Le projet de loi veut encourager une immigration de travail sélective. Or, selon un rapport récent de l'Item Club (centre de recherche du cabinet Ernst & Young), l'immigration en provenance d'Europe de l'Est au Royaume-Uni, qui rend «plus mobile et plus flexible» la main-d'oeuvre, contribue à la hausse du chômage en rendant le marché du travail plus difficile d'accès pour les Britanniques, notamment pour les demandeurs d'emploi soucieux de conserver un salaire au moins égal à celui de leur emploi précédent (le Monde du 26 avril).

Echo de cette «bonne» conséquence pour une partie des entrepreneurs, l'article 10 organise la libéralisation de l'immigration de travail dans les branches professionnelles qui n'arrivent pas à recruter, parce que les salaires y sont trop bas et les conditions de travail trop difficiles. Le mot d'ordre est clair : quand une branche professionnelle ne parvient pas à recruter, il n'est plus besoin de développer la formation et la qualification professionnelle, d'augmenter les rémunérations ou d'améliorer les conditions de travail. Il suffit que la branche soit inscrite sur une liste pour que la situation de l'emploi ne puisse plus être opposée dans l'octroi d'une autorisation de travail aux ressortissants étrangers. Organisation de la régression sociale ?

L'article 6 du projet organise le droit à l'installation professionnelle en France pour les diplômés de niveau au moins égal au mastère, qui auront une autorisation provisoire de séjour de six mois pour chercher un travail, et pourront ensuite s'installer en France. L'article 12 prévoit une carte de séjour «compétences et talents», avec des avantages particuliers pour les sportifs de haut niveau, les artistes et intellectuels renommés. Au lieu de faciliter la circulation par l'octroi plus facile de visas à entrées multiples, on favorise l'installation en France. Pillage des élites des pays en développement...

Ce projet de loi est officiellement «relatif à l'immigration et à l'intégration». Prétendant intégrer les immigrés, il les déstabilise en pratique, en organisant la précarité, en légitimant la suspicion, en renforçant le durcissement de leurs conditions de régularisation et de leur statut de résidents.

La France a besoin en effet d'une grande politique de l'immigration ­ mais non d'une énième modification de la loi. Elle a besoin d'une intelligence lucide de la signification des grands mouvements de populations à l'oeuvre aujourd'hui. Mais on doit l'affirmer clairement : l'immigration est nécessaire pour l'économie, pour le renouvellement démographique, pour le rayonnement culturel du pays. Pas à n'importe quelles conditions.
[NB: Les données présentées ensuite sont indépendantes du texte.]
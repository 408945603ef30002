use std::sync::Arc;
use std::time::Duration;

use serde_json::{json, Value};
use tokio::sync::broadcast;
use tracing::debug;

use crate::abi::AbiValue;
use crate::address::{Address, TxHash};
use crate::binding::{ContractFunction, TokenBinding};
use crate::config::{chain_id_hex, SessionConfig};
use crate::error::WalletError;
use crate::provider::WalletProvider;
use crate::token::Amount;

/// Terminal status of an included transaction.
#[derive(Debug, Clone, Copy, PartialEq, Eq)]
pub enum ReceiptStatus {
    Success,
    Reverted,
}

/// Typed adapter over the wallet capability and the token binding.
///
/// Every provider error is classified into a [`WalletError`] here, so callers
/// never see the raw provider error shape.
#[derive(Clone)]
pub struct ChainClient {
    provider: Arc<dyn WalletProvider>,
    token: TokenBinding,
    rejection_code: i64,
    receipt_poll_interval: Duration,
}

impl ChainClient {
    pub fn new(provider: Arc<dyn WalletProvider>, token: TokenBinding, config: &SessionConfig) -> Self {
        Self {
            provider,
            token,
            rejection_code: config.rejection_code,
            receipt_poll_interval: config.receipt_poll_interval(),
        }
    }

    async fn request(&self, method: &str, params: Value) -> Result<Value, WalletError> {
        debug!(method, "wallet request");
        self.provider
            .request(method, params)
            .await
            .map_err(|e| e.classify(self.rejection_code))
    }

    /// Prompt the wallet for account access.
    pub async fn request_accounts(&self) -> Result<Vec<Address>, WalletError> {
        let result = self.request("eth_requestAccounts", json!([])).await?;
        let raw: Vec<String> = serde_json::from_value(result)
            .map_err(|e| WalletError::InvalidResponse(format!("account list: {e}")))?;
        parse_accounts(&raw)
    }

    /// Network id the wallet currently reports, if it parses.
    pub fn network_version(&self) -> Option<u64> {
        let raw = self.provider.network_version()?;
        let raw = raw.trim();
        match raw.strip_prefix("0x") {
            Some(hex_digits) => u64::from_str_radix(hex_digits, 16).ok(),
            None => raw.parse().ok(),
        }
    }

    /// Ask the wallet to switch to `chain_id`.
    pub async fn switch_chain(&self, chain_id: u64) -> Result<(), WalletError> {
        self.request(
            "wallet_switchEthereumChain",
            json!([{ "chainId": chain_id_hex(chain_id) }]),
        )
        .await
        .map(|_| ())
    }

    pub fn subscribe_accounts(&self) -> broadcast::Receiver<Vec<String>> {
        self.provider.subscribe_accounts()
    }

    async fn call(&self, function: &ContractFunction, args: &[AbiValue]) -> Result<AbiValue, WalletError> {
        let data = function
            .encode_input(args)
            .map_err(|e| WalletError::InvalidResponse(e.to_string()))?;
        let params = json!([
            { "to": self.token.address.to_hex(), "data": format!("0x{}", hex::encode(data)) },
            "latest"
        ]);
        let result = self.request("eth_call", params).await?;
        let bytes = hex_data(&result)?;
        function
            .decode_output(&bytes)
            .map_err(|e| {
                WalletError::InvalidResponse(format!("{}: {e}", function.signature.canonical))
            })?
            .into_iter()
            .next()
            .ok_or_else(|| {
                WalletError::InvalidResponse(format!(
                    "{} returned no value",
                    function.signature.canonical
                ))
            })
    }

    pub async fn name(&self) -> Result<String, WalletError> {
        self.call(&self.token.name, &[])
            .await?
            .into_string()
            .ok_or_else(|| WalletError::InvalidResponse("name() is not a string".to_string()))
    }

    pub async fn symbol(&self) -> Result<String, WalletError> {
        self.call(&self.token.symbol, &[])
            .await?
            .into_string()
            .ok_or_else(|| WalletError::InvalidResponse("symbol() is not a string".to_string()))
    }

    pub async fn total_supply(&self) -> Result<Amount, WalletError> {
        self.call(&self.token.total_supply, &[])
            .await?
            .into_uint()
            .map(Amount::from)
            .ok_or_else(|| WalletError::InvalidResponse("totalSupply() is not a uint".to_string()))
    }

    pub async fn balance_of(&self, account: Address) -> Result<Amount, WalletError> {
        self.call(&self.token.balance_of, &[AbiValue::Address(account)])
            .await?
            .into_uint()
            .map(Amount::from)
            .ok_or_else(|| WalletError::InvalidResponse("balanceOf() is not a uint".to_string()))
    }

    /// Submit `transfer(to, amount)` from `from`. Resolves once the wallet has
    /// signed and broadcast it.
    pub async fn transfer(&self, from: Address, to: Address, amount: &Amount) -> Result<TxHash, WalletError> {
        let data = self
            .token
            .transfer
            .encode_input(&[
                AbiValue::Address(to),
                AbiValue::Uint(amount.as_biguint().clone()),
            ])
            .map_err(|e| WalletError::InvalidResponse(e.to_string()))?;
        let params = json!([{
            "from": from.to_hex(),
            "to": self.token.address.to_hex(),
            "data": format!("0x{}", hex::encode(data)),
        }]);
        let result = self.request("eth_sendTransaction", params).await?;
        let hash = result
            .as_str()
            .ok_or_else(|| WalletError::InvalidResponse("transaction hash is not a string".to_string()))?;
        hash.parse::<TxHash>()
            .map_err(|e| WalletError::InvalidResponse(format!("transaction hash: {e}")))
    }

    /// Wait until `hash` is included and report its status.
    pub async fn wait(&self, hash: TxHash) -> Result<ReceiptStatus, WalletError> {
        loop {
            let receipt = self
                .request("eth_getTransactionReceipt", json!([hash.to_hex()]))
                .await?;
            if receipt.is_null() {
                tokio::time::sleep(self.receipt_poll_interval).await;
                continue;
            }
            let status = receipt
                .get("status")
                .and_then(Value::as_str)
                .ok_or_else(|| WalletError::InvalidResponse("receipt has no status".to_string()))?;
            return Ok(match status {
                "0x1" => ReceiptStatus::Success,
                _ => ReceiptStatus::Reverted,
            });
        }
    }
}

/// Parse a wallet account list.
pub fn parse_accounts(raw: &[String]) -> Result<Vec<Address>, WalletError> {
    raw.iter()
        .map(|s| {
            s.parse::<Address>()
                .map_err(|e| WalletError::InvalidResponse(format!("account: {e}")))
        })
        .collect()
}

fn hex_data(value: &Value) -> Result<Vec<u8>, WalletError> {
    let s = value
        .as_str()
        .ok_or_else(|| WalletError::InvalidResponse("call result is not a string".to_string()))?;
    let digits = s.strip_prefix("0x").unwrap_or(s);
    hex::decode(digits).map_err(|e| WalletError::InvalidResponse(format!("call result: {e}")))
}

#[cfg(test)]
mod tests {
    use super::*;
    use crate::memory::InMemoryWallet;
    use crate::provider::ProviderError;

    fn account(byte: u8) -> Address {
        Address::new([byte; 20])
    }

    fn client_for(wallet: &Arc<InMemoryWallet>) -> ChainClient {
        ChainClient::new(
            Arc::clone(wallet) as Arc<dyn WalletProvider>,
            wallet.token().clone(),
            &SessionConfig::default(),
        )
    }

    #[tokio::test]
    async fn test_reads() {
        let wallet = Arc::new(InMemoryWallet::new(vec![account(0xaa)]));
        wallet.set_balance(account(0xaa), Amount::from(50u64));
        let client = client_for(&wallet);

        assert_eq!(client.name().await.unwrap(), "My Hardhat Token");
        assert_eq!(client.symbol().await.unwrap(), "MHT");
        assert_eq!(client.total_supply().await.unwrap(), Amount::from(1_000_000u64));
        assert_eq!(client.balance_of(account(0xaa)).await.unwrap(), Amount::from(50u64));
        assert_eq!(client.balance_of(account(0xbb)).await.unwrap(), Amount::zero());
    }

    #[tokio::test]
    async fn test_request_accounts_rejected() {
        let wallet = Arc::new(InMemoryWallet::new(vec![account(0xaa)]));
        wallet.fail_method(
            "eth_requestAccounts",
            ProviderError::new(4001, "User rejected the request."),
        );
        let client = client_for(&wallet);
        assert_eq!(client.request_accounts().await, Err(WalletError::Rejected));
    }

    #[tokio::test]
    async fn test_transfer_and_wait() {
        let wallet = Arc::new(InMemoryWallet::new(vec![account(0xaa)]));
        wallet.set_balance(account(0xaa), Amount::from(50u64));
        let client = client_for(&wallet);

        let hash = client
            .transfer(account(0xaa), account(0xbb), &Amount::from(10u64))
            .await
            .unwrap();
        assert_eq!(client.wait(hash).await.unwrap(), ReceiptStatus::Success);
        assert_eq!(wallet.balance_of(account(0xbb)), Amount::from(10u64));
    }

    #[tokio::test]
    async fn test_wait_reports_revert() {
        let wallet = Arc::new(InMemoryWallet::new(vec![account(0xaa)]));
        wallet.set_balance(account(0xaa), Amount::from(50u64));
        wallet.set_revert_transfers(true);
        let client = client_for(&wallet);

        let hash = client
            .transfer(account(0xaa), account(0xbb), &Amount::from(10u64))
            .await
            .unwrap();
        assert_eq!(client.wait(hash).await.unwrap(), ReceiptStatus::Reverted);
        assert_eq!(wallet.balance_of(account(0xaa)), Amount::from(50u64));
    }

    #[test]
    fn test_network_version_parsing() {
        let wallet = Arc::new(InMemoryWallet::new(vec![]));
        let client = client_for(&wallet);
        assert_eq!(client.network_version(), Some(31337));

        wallet.set_network_version("0x1");
        assert_eq!(client.network_version(), Some(1));

        wallet.set_network_version("loading");
        assert_eq!(client.network_version(), None);
    }

    #[tokio::test]
    async fn test_switch_chain_sends_hex_chain_id() {
        let wallet = Arc::new(InMemoryWallet::new(vec![]));
        wallet.set_network_version("1");
        let client = client_for(&wallet);

        client.switch_chain(31337).await.unwrap();
        assert_eq!(client.network_version(), Some(31337));
        assert_eq!(wallet.call_count("wallet_switchEthereumChain"), 1);
    }

    #[test]
    fn test_parse_accounts_rejects_garbage() {
        let raw = vec!["0x1234".to_string()];
        assert!(matches!(
            parse_accounts(&raw),
            Err(WalletError::InvalidResponse(_))
        ));
    }
}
L'immigration doit être gérée avec les pays de départ et, pour eux aussi, profitable. Elle doit être liée à une véritable politique d'accès à la citoyenneté, c'est-à-dire à l'identité du pays d'accueil.

Mais cette vision stratégique fait cruellement défaut à nos responsables politiques. Au lieu de cela, on nous propose une loi qui va exciter les passions, accroître les inégalités et rendre la vie plus infernale pour tous ceux qui ont envie, parce qu'ils aiment la France, d'y vivre normalement et dans la dignité.

Par

Sami Naïr professeur
de sciences politiques
à l'université
de Paris-VIII
et
Patrick Quinqueton haut fonctionnaire.